So long as the premiums and deductibles are fully paid in a timely manner, beneficiaries remain entitled to Medicare coverage through the later of (1) the month of the individual's death, if the individual would have been entitled to OASDI or Railroad Retirement benefits if he or she had not died, or (2) the month in which the individual no longer meets Part A entitlement requirements. Individuals who die during the month in which they would have turned 65 are entitled to hospital insurance benefits for that month, even if death occurs before the individual's birthday, provided the individual would have met conditions for Medicare Part A entitlement had he or she not died.
Medicare Part B provides benefits that supplement the coverage provided by Part A. It makes voluntary supplementary medical insurance (SMI) available to most individuals age 65 or over and to disabled individuals under age 65 who are entitled to hospital insurance under Medicare Part A. The SMI program is financed in part by beneficiaries who pay a monthly premium and a yearly deductible. The program also receives federal funding. As of 2005, new enrollees in Medicare Part B are eligible for a one-time initial wellness physical examination within six months of enrollment, as part of enhanced preventive service benefits under Part B.
SMI is administered by insurance companies, referred to as carriers, which have entered into contracts with CMMS to perform designated functions as agents of CMMS. Those functions include receiving, disbursing, and accounting for funds in making payments for covered services; providing an opportunity for a fair hearing if CMMS denies an enrollee's request for payment; and assisting enrollees in locating physicians participating in the Medicare Part B program.
Not every physician provides services covered by Medicare. Physicians must agree to participate in the Medicare program, promise to accept the Medicare approved charge as payment in full, and then submit only charges that are reasonable and necessary for treating the patient. 42 U.S.C.A section 1395u. Federal law prohibits physicians from charging more than 115% of Medicare's approved charge. Medicare will reimburse the beneficiary 80% of Medicare's approved charge, and the beneficiary is responsible for the remainder. 42 U.S.C.A. section 1395w-4(g)(2)(C). Fines and penalties apply to physicians who charge above the 115% cap, including exclusion from the Medicare program and monetary penalties of up to $2,000 per violation.
Persons entitled to Part A benefits are enrolled automatically in Part B, unless they indicate that they do not want to participate in Part B. Persons who do not apply for Social Security benefits and are therefore not automatically enrolled in Medicare can apply at the local Social Security Administration office or by mail. Generally, individuals can enroll in Medicare Part B during an initial seven-month enrollment period that begins 3 months before their 65th birthday and ends 3 months after it. Individuals who miss their initial enrollment period may only enroll during a general enrollment period, which lasts from January through March of each year. Coverage then becomes effective on July 1st of that year.

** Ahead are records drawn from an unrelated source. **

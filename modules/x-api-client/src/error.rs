use thiserror::Error;

pub type Result<T> = std::result::Result<T, XApiError>;

#[derive(Debug, Error)]
pub enum XApiError {
    #[error("Network error: {0}")]
    Network(String),

    #[error("Request timed out: {0}")]
    Timeout(String),

    #[error("API error (status {status}): {message}")]
    Api { status: u16, message: String },

    #[error("Parse error: {0}")]
    Parse(String),

    #[error("Invalid base URL: {0}")]
    InvalidUrl(String),
}

impl From<reqwest::Error> for XApiError {
    fn from(err: reqwest::Error) -> Self {
        if err.is_timeout() {
            XApiError::Timeout(err.to_string())
        } else {
            XApiError::Network(err.to_string())
        }
    }
}

impl From<serde_json::Error> for XApiError {
    fn from(err: serde_json::Error) -> Self {
        XApiError::Parse(err.to_string())
    }
}
// In-memory post store backing the /posts endpoints. Nothing is persisted.

use std::sync::atomic::{AtomicU64, Ordering};

use chrono::Utc;
use snsfetch_common::{SnsPost, SnsPostCreate};
use tokio::sync::RwLock;

/// Source of post ids.
pub trait IdSequence: Send + Sync {
    fn next_id(&self) -> u64;
}

/// Monotonic ids starting at 1.
pub struct CounterSequence(AtomicU64);

impl CounterSequence {
    pub fn new() -> Self {
        Self(AtomicU64::new(1))
    }
}

impl Default for CounterSequence {
    fn default() -> Self {
        Self::new()
    }
}

impl IdSequence for CounterSequence {
    fn next_id(&self) -> u64 {
        self.0.fetch_add(1, Ordering::SeqCst)
    }
}

pub struct PostStore {
    posts: RwLock<Vec<SnsPost>>,
    ids: Box<dyn IdSequence>,
}

impl PostStore {
    pub fn new() -> Self {
        Self::with_sequence(CounterSequence::new())
    }

    pub fn with_sequence(ids: impl IdSequence + 'static) -> Self {
        Self {
            posts: RwLock::new(Vec::new()),
            ids: Box::new(ids),
        }
    }

    /// All posts in insertion order, optionally only those whose platform
    /// label equals `platform` exactly.
    pub async fn list(&self, platform: Option<&str>) -> Vec<SnsPost> {
        let posts = self.posts.read().await;
        match platform {
            Some(platform) => posts
                .iter()
                .filter(|post| post.platform == platform)
                .cloned()
                .collect(),
            None => posts.clone(),
        }
    }

    pub async fn get(&self, id: u64) -> Option<SnsPost> {
        self.posts.read().await.iter().find(|post| post.id == id).cloned()
    }

    pub async fn create(&self, input: SnsPostCreate) -> SnsPost {
        let post = SnsPost {
            id: self.ids.next_id(),
            platform: input.platform,
            content: input.content,
            author: input.author,
            created_at: Utc::now(),
            url: input.url,
        };
        self.posts.write().await.push(post.clone());
        post
    }

    /// Replace a post's fields, keeping its id and `created_at`.
    pub async fn update(&self, id: u64, input: SnsPostCreate) -> Option<SnsPost> {
        let mut posts = self.posts.write().await;
        let post = posts.iter_mut().find(|post| post.id == id)?;
        post.platform = input.platform;
        post.content = input.content;
        post.author = input.author;
        post.url = input.url;
        Some(post.clone())
    }

    pub async fn delete(&self, id: u64) -> Option<SnsPost> {
        let mut posts = self.posts.write().await;
        let index = posts.iter().position(|post| post.id == id)?;
        Some(posts.remove(index))
    }
}

impl Default for PostStore {
    fn default() -> Self {
        Self::new()
    }
}
// Routes a platform tag and a raw identifier to a freshly built adapter.

use std::collections::HashMap;

use snsfetch_common::{AccountInfo, AppConfig, Platform, YouTubeSource};
use tracing::{error, warn};

use crate::adapters::{
    strip_at, FacebookAdapter, InstagramAdapter, PlatformAdapter, TikTokAdapter, XAdapter,
    YouTubeApiAdapter, YouTubePageAdapter,
};
use crate::error::{AccountError, ErrorClass, Result};

/// Builds one adapter for one lookup.
pub type AdapterFactory = Box<dyn Fn() -> Result<Box<dyn PlatformAdapter>> + Send + Sync>;

pub struct AccountResolver {
    factories: HashMap<Platform, AdapterFactory>,
}

impl AccountResolver {
    /// A resolver with no platforms wired up.
    pub fn new() -> Self {
        Self {
            factories: HashMap::new(),
        }
    }

    /// Register (or replace) the factory for `platform`.
    pub fn with_adapter(
        mut self,
        platform: Platform,
        factory: impl Fn() -> Result<Box<dyn PlatformAdapter>> + Send + Sync + 'static,
    ) -> Self {
        self.factories.insert(platform, Box::new(factory));
        self
    }

    /// Every platform, with credentials taken from `config`. Adapters that
    /// need a missing credential still register; they fail when built.
    pub fn from_config(config: &AppConfig) -> Self {
        let x_token = config.x_bearer_token.clone();
        let youtube_key = config.youtube_api_key.clone();

        let resolver = Self::new()
            .with_adapter(Platform::X, move || {
                Ok(Box::new(XAdapter::new(x_token.as_deref())?))
            })
            .with_adapter(Platform::TikTok, || Ok(Box::new(TikTokAdapter::new()?)))
            .with_adapter(Platform::Instagram, || Ok(Box::new(InstagramAdapter::new()?)))
            .with_adapter(Platform::Facebook, || Ok(Box::new(FacebookAdapter::new()?)));

        match config.youtube_source {
            YouTubeSource::Api => resolver.with_adapter(Platform::YouTube, move || {
                Ok(Box::new(YouTubeApiAdapter::new(youtube_key.as_deref())?))
            }),
            YouTubeSource::Page => resolver.with_adapter(Platform::YouTube, || {
                Ok(Box::new(YouTubePageAdapter::new()?))
            }),
        }
    }

    /// Look up one account. `platform_tag` is case-insensitive and accepts
    /// "twitter" for X.
    pub async fn resolve(&self, platform_tag: &str, identifier: &str) -> Result<AccountInfo> {
        let platform: Platform = platform_tag
            .parse()
            .map_err(|_| AccountError::UnsupportedPlatform(platform_tag.trim().to_string()))?;

        let identifier = identifier.trim();
        if strip_at(identifier).is_empty() {
            return Err(AccountError::InvalidIdentifier(
                "account_id must not be empty".to_string(),
            ));
        }

        let factory = self
            .factories
            .get(&platform)
            .ok_or_else(|| AccountError::UnsupportedPlatform(platform.to_string()))?;

        let result = match factory() {
            Ok(adapter) if adapter.platform() != platform => Err(AccountError::Internal(format!(
                "{platform} factory built a {} adapter",
                adapter.platform()
            ))),
            Ok(adapter) => {
                let normalized = adapter.normalize_identifier(identifier);
                adapter.fetch_account(&normalized).await
            }
            Err(e) => Err(e),
        };

        if let Err(e) = &result {
            match e.class() {
                ErrorClass::Client => {
                    warn!(%platform, identifier, error = %e, "account lookup failed")
                }
                ErrorClass::Server => {
                    error!(%platform, identifier, error = %e, "account lookup failed")
                }
            }
        }
        result
    }
}

impl Default for AccountResolver {
    fn default() -> Self {
        Self::new()
    }
}

#[cfg(test)]
mod tests {
    use std::sync::atomic::{AtomicUsize, Ordering};
    use std::sync::{Arc, Mutex};

    use async_trait::async_trait;

    use super::*;

    /// Records the identifiers it was asked for and answers with a canned account.
    struct RecordingAdapter {
        platform: Platform,
        seen: Arc<Mutex<Vec<String>>>,
    }

    #[async_trait]
    impl PlatformAdapter for RecordingAdapter {
        fn platform(&self) -> Platform {
            self.platform
        }

        async fn fetch_account(&self, identifier: &str) -> Result<AccountInfo> {
            self.seen.lock().unwrap().push(identifier.to_string());
            Ok(AccountInfo {
                account_id: identifier.to_string(),
                account_name: "Recorded".to_string(),
                followers_count: 10,
                following_count: 1,
                post_count: None,
                platform: self.platform,
            })
        }
    }

    struct Harness {
        resolver: AccountResolver,
        builds: Arc<AtomicUsize>,
        seen: Arc<Mutex<Vec<String>>>,
    }

    fn harness(platform: Platform) -> Harness {
        let builds = Arc::new(AtomicUsize::new(0));
        let seen = Arc::new(Mutex::new(Vec::new()));
        let (b, s) = (builds.clone(), seen.clone());
        let resolver = AccountResolver::new().with_adapter(platform, move || {
            b.fetch_add(1, Ordering::SeqCst);
            Ok(Box::new(RecordingAdapter {
                platform,
                seen: s.clone(),
            }))
        });
        Harness {
            resolver,
            builds,
            seen,
        }
    }

    #[tokio::test]
    async fn routes_by_tag_and_strips_at() {
        let h = harness(Platform::X);
        let info = h.resolver.resolve("x", "  @jack ").await.unwrap();
        assert_eq!(info.account_id, "jack");
        assert_eq!(info.platform, Platform::X);
        assert_eq!(*h.seen.lock().unwrap(), vec!["jack".to_string()]);
    }

    #[tokio::test]
    async fn tag_is_case_insensitive_and_accepts_twitter() {
        let h = harness(Platform::X);
        h.resolver.resolve("X", "a").await.unwrap();
        h.resolver.resolve("Twitter", "b").await.unwrap();
        assert_eq!(h.seen.lock().unwrap().len(), 2);
    }

    #[tokio::test]
    async fn builds_a_fresh_adapter_per_call() {
        let h = harness(Platform::TikTok);
        for _ in 0..3 {
            h.resolver.resolve("tiktok", "scout2015").await.unwrap();
        }
        assert_eq!(h.builds.load(Ordering::SeqCst), 3);
    }

    #[tokio::test]
    async fn unknown_tag_is_unsupported_platform() {
        let h = harness(Platform::X);
        match h.resolver.resolve("myspace", "tom").await {
            Err(AccountError::UnsupportedPlatform(tag)) => assert_eq!(tag, "myspace"),
            other => panic!("expected UnsupportedPlatform, got {other:?}"),
        }
        assert_eq!(h.builds.load(Ordering::SeqCst), 0);
    }

    #[tokio::test]
    async fn unregistered_platform_is_unsupported() {
        let h = harness(Platform::X);
        assert!(matches!(
            h.resolver.resolve("facebook", "page").await,
            Err(AccountError::UnsupportedPlatform(_))
        ));
    }

    #[tokio::test]
    async fn empty_identifiers_are_rejected_before_building() {
        let h = harness(Platform::Instagram);
        for raw in ["", "   ", "@", " @@ "] {
            assert!(
                matches!(
                    h.resolver.resolve("instagram", raw).await,
                    Err(AccountError::InvalidIdentifier(_))
                ),
                "{raw:?} should be rejected"
            );
        }
        assert_eq!(h.builds.load(Ordering::SeqCst), 0);
    }

    #[tokio::test]
    async fn adapter_for_another_platform_is_internal_error() {
        let builds = Arc::new(AtomicUsize::new(0));
        let seen = Arc::new(Mutex::new(Vec::new()));
        let (b, s) = (builds.clone(), seen.clone());
        let resolver = AccountResolver::new().with_adapter(Platform::Facebook, move || {
            b.fetch_add(1, Ordering::SeqCst);
            Ok(Box::new(RecordingAdapter {
                platform: Platform::Instagram,
                seen: s.clone(),
            }))
        });

        match resolver.resolve("facebook", "somepage").await {
            Err(AccountError::Internal(msg)) => {
                assert_eq!(msg, "facebook factory built a instagram adapter")
            }
            other => panic!("expected Internal, got {other:?}"),
        }
        assert_eq!(builds.load(Ordering::SeqCst), 1);
        assert!(seen.lock().unwrap().is_empty());
    }

    #[test]
    fn configured_adapters_match_their_platform() {
        let config = AppConfig::from_lookup(|key| match key {
            "X_BEARER_TOKEN" => Some("token".to_string()),
            "YOUTUBE_API_KEY" => Some("key".to_string()),
            _ => None,
        })
        .unwrap();
        let resolver = AccountResolver::from_config(&config);
        for platform in Platform::ALL {
            let adapter = (resolver.factories[&platform])().unwrap();
            assert_eq!(adapter.platform(), platform);
        }
    }

    #[tokio::test]
    async fn factory_failure_is_returned() {
        let resolver = AccountResolver::new().with_adapter(Platform::X, || {
            Err(AccountError::Configuration("X Bearer Token is not configured".into()))
        });
        let err = resolver.resolve("x", "jack").await.unwrap_err();
        assert_eq!(err.class(), ErrorClass::Server);
    }

    #[tokio::test]
    async fn missing_credentials_fail_without_network() {
        let config = AppConfig::from_lookup(|key| match key {
            "YOUTUBE_SOURCE" => Some("api".to_string()),
            _ => None,
        })
        .unwrap();
        let resolver = AccountResolver::from_config(&config);

        assert!(matches!(
            resolver.resolve("x", "jack").await,
            Err(AccountError::Configuration(_))
        ));
        assert!(matches!(
            resolver.resolve("youtube", "UCxyz").await,
            Err(AccountError::Configuration(_))
        ));
    }

    #[test]
    fn from_config_registers_every_platform() {
        let config = AppConfig::from_lookup(|_| None).unwrap();
        let resolver = AccountResolver::from_config(&config);
        for platform in Platform::ALL {
            assert!(resolver.factories.contains_key(&platform), "{platform} missing");
        }
    }
}
pub mod posts;

use std::sync::Arc;

use axum::{
    extract::{rejection::QueryRejection, Query, State},
    http::StatusCode,
    response::{IntoResponse, Json, Response},
};
use chrono::Utc;
use serde::Deserialize;
use tracing::error;

use snsfetch_accounts::{AccountError, ErrorClass};
use snsfetch_common::HealthCheck;

use crate::AppState;

// --- Query structs ---

#[derive(Deserialize)]
pub struct AccountQuery {
    sns: String,
    account_id: String,
}

// --- Helpers ---

/// `{"detail": ...}` error body.
pub(crate) fn detail(status: StatusCode, message: impl Into<String>) -> Response {
    (
        status,
        Json(serde_json::json!({"detail": message.into()})),
    )
        .into_response()
}

fn account_error_response(err: &AccountError) -> Response {
    match (err, err.class()) {
        (AccountError::NotFound(_), _) => detail(StatusCode::NOT_FOUND, err.public_message()),
        (_, ErrorClass::Client) => detail(StatusCode::BAD_REQUEST, err.public_message()),
        (_, ErrorClass::Server) => {
            error!(error = %err, "account lookup failed on the server side");
            detail(StatusCode::INTERNAL_SERVER_ERROR, err.public_message())
        }
    }
}

// --- Handlers ---

pub async fn api_root() -> impl IntoResponse {
    Json(serde_json::json!({
        "message": "SNS Fetcher API",
        "version": env!("CARGO_PKG_VERSION"),
    }))
}

pub async fn api_health() -> impl IntoResponse {
    Json(HealthCheck {
        status: "ok".to_string(),
        timestamp: Utc::now(),
    })
}

pub async fn api_account(
    State(state): State<Arc<AppState>>,
    query: Result<Query<AccountQuery>, QueryRejection>,
) -> impl IntoResponse {
    let Query(params) = match query {
        Ok(query) => query,
        Err(rejection) => return detail(StatusCode::BAD_REQUEST, rejection.body_text()),
    };

    match state.resolver.resolve(&params.sns, &params.account_id).await {
        Ok(info) => Json(info).into_response(),
        Err(e) => account_error_response(&e),
    }
}
use serde::Deserialize;

/// Envelope for `GET /2/users/by/username/{username}`.
///
/// X answers an unknown username with HTTP 200 and an `errors` array instead
/// of `data`, so both are optional.
#[derive(Debug, Clone, Deserialize)]
pub struct UserLookupResponse {
    pub data: Option<User>,
    #[serde(default)]
    pub errors: Vec<ApiProblem>,
}

#[derive(Debug, Clone, Deserialize)]
pub struct User {
    pub id: Option<String>,
    pub username: String,
    pub name: String,
    pub public_metrics: Option<PublicMetrics>,
}

/// Counters returned when `user.fields` includes `public_metrics`.
#[derive(Debug, Clone, Default, Deserialize)]
pub struct PublicMetrics {
    #[serde(default)]
    pub followers_count: u64,
    #[serde(default)]
    pub following_count: u64,
    pub tweet_count: Option<u64>,
    pub listed_count: Option<u64>,
}

/// A partial-error entry from the v2 API.
#[derive(Debug, Clone, Deserialize)]
pub struct ApiProblem {
    pub title: Option<String>,
    pub detail: Option<String>,
}
pub mod adapters;
pub mod count;
pub mod error;
mod fetch;
mod html;
pub mod json_path;
mod patterns;
pub mod resolver;

pub use adapters::{
    FacebookAdapter, InstagramAdapter, PlatformAdapter, TikTokAdapter, XAdapter, YouTubeApiAdapter,
    YouTubePageAdapter,
};
pub use count::{parse_count, parse_youtube_count};
pub use error::{AccountError, ErrorClass, Result};
pub use resolver::{AccountResolver, AdapterFactory};
pub use snsfetch_common::{AccountInfo, Platform};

Individuals who enroll during the first three months of the initial enrollment period are eligible for Part B entitlement beginning in the first month of their eligibility to enroll. If an individual enrolls during the fourth month of the initial enrollment period, entitlement begins the following month. Individuals who enroll during the fifth month of the initial enrollment period are eligible for Part B entitlement beginning with the second month after the month of enrollment. For individuals who enroll in either of the last two months of the initial enrollment period, entitlement begins with the third month after the month of enrollment.
Part B beneficiaries may terminate their enrollment at any time by giving CMMS written notice that they no longer wish to participate in the SMI program. Entitlement to benefits under the program terminates at the end of the month after the month in which the individual files the disenrollment request. Entitlement also terminates upon death, termination of entitlement to Medicare Part A benefits, or nonpayment of premiums. Termination upon death ends SMI entitlement on the last day of the month in which the individual dies.
Part B covers the services of physicians and other health practitioners; supplies furnished incidental to physicians' services; outpatient hospital services; rural health clinic services; comprehensive outpatient rehabilitation facility services; physical and oc-cupational therapy services; speech pathology services; prosthetic devices and durable medical equipment; ambulance services; X-ray treatment; and diagnostic and other laboratory tests. 42 U.S.C.A. section 1395k(a); 42 U.S.C.A. sections 1395x et seq.
The Part B program is not comprehensive. Excluded items include dentures and other dental care; most outpatient drugs, except where the drugs are physician-administered during covered treatment; routine physical examinations; hearing aids; orthopedic shoes; and eyeglasses and eye examinations. 42 U.S.C.A. section 1395y(a). Medicare covers limited preventive care services, such as pap smears, pelvic exams, mammograms, colorectal cancer screening, prostate cancer screening, bone mass measurement tests, and flu, pneumococcal, and hepatitis B shots. It also covers diabetes glucose monitoring and diabetes education.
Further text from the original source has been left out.